This can be confusing on first view, since it means that code like this:

def sync_method(gen):
    # This is a synchronous method
    ...
    it = (
        await x.run()
        async for x in gen
        if not (await x.skip())
    )
    ...
    return it

is perfectly valid, even though it appears to embed await statements inside a synchronous method, where they are usually not allowed.

To add even more confusion there is a second type of asynchronous comprehension which cannot be used in synchronous code: the asynchronous list comprehension. And they look extremely similar.

An asynchronous list comprehension (which again may only appear in a context where asynchronous code is permitted such as in the body of a coroutine method) has the following basic form:

l = [<async_expression> async for <variable> in <async_iterable> if <condition>]

and this is shorthand for the following code:

async def _list():
    r = []
    async for <variable> in <async_iterable>:
        if <condition>:
            l.append(<async_expression>)
    return r

l = await _list()

which is subtly different from the generator version. In this case the implicit async def is used to create a coroutine function, which is then called and awaited. Since this await occurs in the context that the comprehension is located in this means that the comprehension can only be used in contexts where await would be valid.

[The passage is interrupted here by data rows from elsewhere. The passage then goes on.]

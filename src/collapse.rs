use glam::DVec3;
use smallvec::SmallVec;

use crate::{
    element::{slot, NH, TH},
    topol::CoherentTriangulation,
};

impl CoherentTriangulation {
    fn distance(&self, a: NH, b: NH) -> f64 {
        self.nodes[slot(a)]
            .point()
            .distance(self.nodes[slot(b)].point())
    }

    /// Nodes `a` and `b` merge when closer than this.
    fn pair_tolerance(&self, a: NH, b: NH, tolerance: f64) -> f64 {
        tolerance
            .max(self.nodes[slot(a)].tolerance())
            .max(self.nodes[slot(b)].tolerance())
    }

    /// The largest tolerance of any live node, or `tolerance` if that is larger.
    fn widest_tolerance(&self, tolerance: f64) -> f64 {
        self.nodes()
            .map(|(_, node)| node.tolerance())
            .fold(tolerance, f64::max)
    }

    /// Reconnect every triangle using `discard` to `keep`. Triangles that use
    /// both nodes collapse and are removed. `discard` is free afterwards.
    fn merge_nodes(&mut self, keep: NH, discard: NH) {
        let ring = self.nodes[slot(discard)].triangles();
        let (collapsed, moved): (SmallVec<[TH; 8]>, SmallVec<[TH; 8]>) = ring
            .iter()
            .copied()
            .partition(|t| self.triangles[slot(*t)].contains(keep));
        for t in collapsed {
            self.unwire(t);
        }
        for t in moved {
            let Some(mut nodes) = self.triangles[slot(t)].nodes() else {
                continue;
            };
            for n in nodes.iter_mut().filter(|n| **n == discard) {
                *n = keep;
            }
            if let Err(e) = self.replace_nodes(t, nodes[0], nodes[1], nodes[2]) {
                tracing::warn!(triangle = %t, error = %e, "dropping triangle while merging nodes");
                self.unwire(t);
            }
        }
        tracing::trace!(%keep, %discard, "merged nodes");
    }

    /// Merge the nodes of short triangle sides, in increasing order of
    /// triangles. Returns the number of merges.
    fn collapse_short_sides(&mut self, tolerance: f64, merged: &mut Vec<(NH, NH)>) -> usize {
        let before = merged.len();
        for ti in 0..self.triangles.len() {
            // A merge removes this triangle, which ends the loop.
            while let Some(nodes) = self.triangles[ti].nodes() {
                let Some((a, b)) = (0..3)
                    .map(|i| (nodes[(i + 1) % 3], nodes[(i + 2) % 3]))
                    .find(|&(a, b)| self.distance(a, b) < self.pair_tolerance(a, b, tolerance))
                else {
                    break;
                };
                let (keep, discard) = (a.min(b), a.max(b));
                self.merge_nodes(keep, discard);
                merged.push((discard, keep));
            }
        }
        merged.len() - before
    }

    /// Merge pairs of close nodes that don't share a side. Pairs are found by
    /// sweeping the nodes sorted along x, and merged in increasing order.
    /// Returns the number of merges.
    fn collapse_close_nodes(&mut self, tolerance: f64, merged: &mut Vec<(NH, NH)>) -> usize {
        let window = self.widest_tolerance(tolerance);
        let mut order: Vec<(NH, DVec3)> = self.nodes().map(|(n, node)| (n, node.point())).collect();
        order.sort_by(|a, b| a.1.x.total_cmp(&b.1.x));
        let mut pairs = Vec::new();
        for (i, &(a, p)) in order.iter().enumerate() {
            for &(b, q) in order[(i + 1)..]
                .iter()
                .take_while(|(_, q)| q.x - p.x < window)
            {
                if p.distance(q) < self.pair_tolerance(a, b, tolerance) {
                    pairs.push((a.min(b), a.max(b)));
                }
            }
        }
        pairs.sort();
        let before = merged.len();
        for (keep, discard) in pairs {
            // Either node may have been consumed by an earlier merge.
            if self.nodes[slot(keep)].is_free() || self.nodes[slot(discard)].is_free() {
                continue;
            }
            self.merge_nodes(keep, discard);
            merged.push((discard, keep));
        }
        merged.len() - before
    }

    /// Merge all pairs of nodes closer than `tolerance`, removing the
    /// triangles that collapse as a result. A pair of nodes also merges when
    /// closer than the tolerance of either node. A negative or NaN
    /// `tolerance` counts as zero.
    ///
    /// The node with the lower index is kept, and every triangle referring to
    /// the other node is reconnected to it. A triangle that cannot be
    /// reconnected without sharing a side with two other triangles, or
    /// without traversing a shared side in the same direction as its
    /// neighbor, is removed instead. Merges are repeated until no live nodes
    /// are close. Returns the merged pairs as `(removed, kept)`, in the order
    /// they were merged.
    pub fn remove_degenerated(&mut self, tolerance: f64) -> Vec<(NH, NH)> {
        let mut merged = Vec::new();
        let tolerance = tolerance.max(0.);
        if self.widest_tolerance(tolerance) <= 0. {
            return merged;
        }
        let mut rounds = 0usize;
        loop {
            rounds += 1;
            let count = self.collapse_short_sides(tolerance, &mut merged)
                + self.collapse_close_nodes(tolerance, &mut merged);
            if count == 0 {
                break;
            }
        }
        tracing::debug!(
            tolerance,
            merged = merged.len(),
            rounds,
            "removed degenerated nodes"
        );
        merged
    }
}
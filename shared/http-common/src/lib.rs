//! Shared HTTP utilities for the repository likes workspace.
//!
//! Framework-agnostic error bodies and the client-facing messages the
//! api-server returns.

// ============================================================================
// Error Messages
// ============================================================================

/// Path id is not a well-formed identifier.
pub const INVALID_REPOSITORY_ID: &str = "Invalid repository ID.";

/// Path id is well-formed but no record has it.
pub const REPOSITORY_NOT_FOUND: &str = "Repository not found";

/// Request body is present but is not valid JSON for the route.
pub const INVALID_REQUEST_BODY: &str = "Invalid request body.";

pub const INTERNAL_ERROR: &str = "Internal server error";

// ============================================================================
// JSON Response Helpers
// ============================================================================

/// Create an error JSON body.
///
/// Returns: `{"error": "<message>"}`
pub fn json_error(message: &str) -> serde_json::Value {
    serde_json::json!({ "error": message })
}
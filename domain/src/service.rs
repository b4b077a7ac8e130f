use tracing::info;

use crate::{
    CoreError, IdGenerator, NewRepository, Repository, RepositoryId, RepositoryPatch,
    RepositoryStore,
};

/// Application service for listing, creating, updating, deleting and liking
/// repository records.
///
/// Generic over the store and the id generator so tests can run against a
/// fresh in-memory store and a deterministic generator.
pub struct RepositoryService<S: RepositoryStore, G: IdGenerator> {
    store: S,
    ids: G,
}

impl<S: RepositoryStore, G: IdGenerator> RepositoryService<S, G> {
    pub fn new(store: S, ids: G) -> Self {
        Self { store, ids }
    }

    /// All records in insertion order.
    pub fn list(&self) -> Result<Vec<Repository>, CoreError> {
        self.store.list()
    }

    /// Create a record with a freshly minted id and zero likes.
    ///
    /// An id collision fails with `AlreadyExists` instead of overwriting.
    pub fn create(&self, input: NewRepository) -> Result<Repository, CoreError> {
        let repo = Repository::new(self.ids.next_id(), input);
        self.store.insert(repo.clone())?;
        info!(id = %repo.id, "repository created");
        Ok(repo)
    }

    /// Update url, title and/or techs, keeping position and likes. A patch
    /// that provides nothing returns the record unchanged without a write.
    pub fn update(
        &self,
        id: &RepositoryId,
        patch: &RepositoryPatch,
    ) -> Result<Repository, CoreError> {
        if patch.is_empty() {
            return self.store.get(id)?.ok_or(CoreError::NotFound);
        }
        let repo = self.store.update(id, patch)?;
        info!(id = %repo.id, "repository updated");
        Ok(repo)
    }

    pub fn delete(&self, id: &RepositoryId) -> Result<(), CoreError> {
        self.store.delete(id)?;
        info!(id = %id, "repository deleted");
        Ok(())
    }

    /// Increment the like counter by exactly one.
    pub fn like(&self, id: &RepositoryId) -> Result<Repository, CoreError> {
        let repo = self.store.like(id)?;
        info!(id = %repo.id, likes = repo.likes, "repository liked");
        Ok(repo)
    }
}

NOTE: Asynchronous dictionary comprehensions and asynchronous set comprehensions can also be constructed in much the same way. Just like the list comprehensions they must be used only in asynchronous code.

Summary

This was a bit of a whistle stop tour of the asynchronous context managers, iterables, iterators, generators, and comprehensions. The main thing to take away from this is that Asynchronous Context Managers are extremely useful, and widely used throughout the interfaces of async libraries, so understanding them and using them properly is very important. Asynchronous iterators and their relatives are less common, but you will still encounter them from time to time, so it’s important to understand that they exist, even if you need to occasionally check back on how they work.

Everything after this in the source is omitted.